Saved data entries

=-=-=

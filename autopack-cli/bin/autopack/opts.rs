//! Command line argument parsing for autopack

use std::ffi::OsString;
use std::path::PathBuf;

use clap::Parser;

use autopack_cli::config::PASSWORD_ENV;
use autopack_cli::CliConfig;
use autopack_core::Threading;

/// Smart archive dispatcher
///
/// Recognizes what the source is, decides whether to compress or extract,
/// and runs the matching external tool.
#[derive(Parser, Debug)]
#[command(
    name = "autopack",
    version = "0.1.1",
    about = "Compress or extract archives with the right tool for the format",
    long_about = "autopack inspects the source (file signature first, extension second) \
                 and either packs it into the archive named by the target or extracts \
                 it into the target directory. The last positional argument is the target."
)]
#[allow(clippy::struct_excessive_bools, clippy::option_option)]
pub struct AutopackOpts {
    /// Sources followed by the target
    #[arg(value_name = "PATH")]
    pub paths: Vec<PathBuf>,

    /// Guided interactive mode
    #[arg(short = 'i', long = "interactive")]
    pub interactive: bool,

    /// Archive password (prompted for when given without a value)
    #[arg(
        short = 'p',
        long = "password",
        value_name = "PASSWORD",
        num_args = 0..=1,
        require_equals = true,
        default_missing_value = "",
        env = PASSWORD_ENV,
        hide_env_values = true
    )]
    pub password: Option<String>,

    /// Compression level 1-9 (6 when given without a value)
    #[arg(
        short = 'l',
        long = "level",
        value_name = "LEVEL",
        num_args = 0..=1,
        require_equals = true,
        default_missing_value = "6",
        value_parser = clap::value_parser!(u32).range(1..=9)
    )]
    pub level: Option<u32>,

    /// Thread count 1-1024 (auto-detected when given without a value)
    #[arg(
        short = 't',
        long = "threads",
        value_name = "NUM",
        num_args = 0..=1,
        require_equals = true,
        value_parser = clap::value_parser!(u32).range(1..=1024)
    )]
    pub threads: Option<Option<u32>>,

    /// Print extra progress information
    #[arg(long = "verbose")]
    pub verbose: bool,

    /// Print timing and compression statistics
    #[arg(long = "benchmark")]
    pub benchmark: bool,

    /// Test the archive after creating it
    #[arg(long = "verify")]
    pub verify: bool,

    /// Leave out files matching PATTERN (repeatable)
    #[arg(long = "exclude", value_name = "PATTERN")]
    pub exclude: Vec<String>,

    /// Only archive files matching PATTERN (repeatable)
    #[arg(long = "include", value_name = "PATTERN")]
    pub include: Vec<String>,

    /// Force the archive format (zip, 7z, tar, tar.gz, tgz, tar.bz2, tar.xz, rar, lz4, zstd, xar)
    #[arg(long = "format", value_name = "TYPE")]
    pub format: Option<String>,
}

/// Short options that also take a value glued to the flag (`-l5`)
const ATTACHED_VALUE_SHORTS: [char; 3] = ['p', 'l', 't'];

/// Rewrites `-l5`, `-t4` and `-pPASS` into the `-l=5` form.
///
/// The optional-value flags require `=` so that a following positional is
/// never taken as their value; the glued short form is accepted here
/// instead. Arguments after `--` are left alone.
pub fn normalize_args<I, T>(args: I) -> Vec<OsString>
where
    I: IntoIterator<Item = T>,
    T: Into<OsString>,
{
    let mut positional_only = false;
    args.into_iter()
        .map(Into::into)
        .map(|arg| {
            if positional_only {
                return arg;
            }
            if arg == "--" {
                positional_only = true;
                return arg;
            }
            let Some(text) = arg.to_str() else {
                return arg;
            };
            let mut chars = text.chars();
            match (chars.next(), chars.next(), chars.next()) {
                (Some('-'), Some(short), Some(next))
                    if ATTACHED_VALUE_SHORTS.contains(&short) && next != '=' =>
                {
                    OsString::from(format!("-{short}={}", &text[2..]))
                }
                _ => arg,
            }
        })
        .collect()
}

impl AutopackOpts {
    /// Parses the process arguments, accepting glued short values.
    ///
    /// # Errors
    ///
    /// Returns the clap error for invalid arguments, help and version.
    pub fn parse_env() -> Result<Self, clap::Error> {
        Self::try_parse_from(normalize_args(std::env::args_os()))
    }

    /// Build CLI configuration from the parsed options
    pub fn config(&self) -> CliConfig {
        let (sources, target) = if self.interactive || self.paths.len() < 2 {
            (self.paths.iter().take(1).cloned().collect(), None)
        } else {
            let (target, sources) = self.paths.split_last().map_or_else(
                || (None, Vec::new()),
                |(target, sources)| (Some(target.clone()), sources.to_vec()),
            );
            (sources, target)
        };

        let ask_password = self.password.as_deref() == Some("");

        CliConfig {
            interactive: self.interactive,
            sources,
            target,
            password: self.password.clone().filter(|password| !password.is_empty()),
            ask_password,
            level: self.level,
            threads: self.threads.map(Threading::from),
            verbose: self.verbose,
            benchmark: self.benchmark,
            verify: self.verify,
            include: self.include.clone(),
            exclude: self.exclude.clone(),
            format: self.format.clone(),
        }
    }
}

#[cfg(test)]
mod tests {
    use super::*;

    fn parse(args: &[&str]) -> AutopackOpts {
        match AutopackOpts::try_parse_from(args) {
            Ok(opts) => opts,
            Err(e) => panic!("failed to parse {args:?}: {e}"),
        }
    }

    #[test]
    /// The last positional is the target, everything before it a source.
    fn splits_sources_and_target() {
        let config = parse(&["autopack", "a.txt", "dir/", "out.zip"]).config();
        assert_eq!(config.sources, [PathBuf::from("a.txt"), PathBuf::from("dir/")]);
        assert_eq!(config.target, Some(PathBuf::from("out.zip")));
        assert!(!config.interactive);
    }

    #[test]
    fn single_path_has_no_target() {
        let config = parse(&["autopack", "only"]).config();
        assert_eq!(config.sources, [PathBuf::from("only")]);
        assert_eq!(config.target, None);
    }

    #[test]
    fn interactive_takes_first_path_as_source() {
        let config = parse(&["autopack", "-i", "data"]).config();
        assert!(config.interactive);
        assert_eq!(config.sources, [PathBuf::from("data")]);
        assert_eq!(config.target, None);
    }

    #[test]
    /// Optional values are attached with `=`; bare flags use their defaults.
    fn optional_values() {
        let opts = parse(&["autopack", "-l", "-t", "src", "out.zip"]);
        assert_eq!(opts.level, Some(6));
        assert_eq!(opts.threads, Some(None));
        assert_eq!(opts.paths.len(), 2);
        assert_eq!(opts.config().threads, Some(Threading::Auto));

        let opts = parse(&["autopack", "--level=9", "-t=4", "src", "out.zip"]);
        assert_eq!(opts.level, Some(9));
        assert_eq!(opts.config().threads, Some(Threading::Exact(4)));

        let opts = parse(&["autopack", "src", "out.zip"]);
        assert_eq!(opts.level, None);
        assert_eq!(opts.threads, None);
    }

    #[test]
    /// Values glued to the short flag are accepted as well.
    fn glued_short_values() {
        let args = normalize_args(["autopack", "-l5", "-t4", "-pPW", "src", "out.7z"]);
        let config = AutopackOpts::try_parse_from(args).unwrap().config();
        assert_eq!(config.level, Some(5));
        assert_eq!(config.threads, Some(Threading::Exact(4)));
        assert_eq!(config.password.as_deref(), Some("PW"));
        assert_eq!(config.sources, [PathBuf::from("src")]);

        let args = normalize_args(["autopack", "-l=3", "--", "-l5", "out.zip"]);
        assert_eq!(args[1], "-l=3");
        assert_eq!(args[3], "-l5");
        let opts = AutopackOpts::try_parse_from(args).unwrap();
        assert_eq!(opts.paths, [PathBuf::from("-l5"), PathBuf::from("out.zip")]);
    }

    #[test]
    fn out_of_range_values_are_rejected() {
        assert!(AutopackOpts::try_parse_from(["autopack", "--level=0", "a", "b"]).is_err());
        assert!(AutopackOpts::try_parse_from(["autopack", "--level=10", "a", "b"]).is_err());
        assert!(AutopackOpts::try_parse_from(["autopack", "--threads=0", "a", "b"]).is_err());
        assert!(AutopackOpts::try_parse_from(["autopack", "--threads=1025", "a", "b"]).is_err());
    }

    #[test]
    fn bare_password_asks_for_one() {
        let config = parse(&["autopack", "-p", "src", "out.7z"]).config();
        assert!(config.ask_password);
        assert_eq!(config.password, None);

        let config = parse(&["autopack", "--password=s3cret", "src", "out.7z"]).config();
        assert!(!config.ask_password);
        assert_eq!(config.password.as_deref(), Some("s3cret"));
    }

    #[test]
    fn repeatable_filters_and_format() {
        let config = parse(&[
            "autopack",
            "--include",
            r".*\.rs",
            "--include",
            r".*\.toml",
            "--exclude",
            "target/.*",
            "--format",
            "tgz",
            "--verbose",
            "--benchmark",
            "--verify",
            "src",
            "backup",
        ])
        .config();
        assert_eq!(config.include, [r".*\.rs", r".*\.toml"]);
        assert_eq!(config.exclude, ["target/.*"]);
        assert_eq!(config.format.as_deref(), Some("tgz"));
        assert!(config.verbose && config.benchmark && config.verify);
    }
}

=-=-=

▶ [TO DO]
Given the records above, return exactly the lines starting at the line containing "use autopack_cli::config::PASSWORD_ENV;" and ending at the line containing "followed by the target", including both.

▶ [EXERCISE RESULT]
use autopack_cli::config::PASSWORD_ENV;
use autopack_cli::CliConfig;
use autopack_core::Threading;

/// Smart archive dispatcher
///
/// Recognizes what the source is, decides whether to compress or extract,
/// and runs the matching external tool.
#[derive(Parser, Debug)]
#[command(
    name = "autopack",
    version = "0.1.1",
    about = "Compress or extract archives with the right tool for the format",
    long_about = "autopack inspects the source (file signature first, extension second) \
                 and either packs it into the archive named by the target or extracts \
                 it into the target directory. The last positional argument is the target."
)]
#[allow(clippy::struct_excessive_bools, clippy::option_option)]
pub struct AutopackOpts {
    /// Sources followed by the target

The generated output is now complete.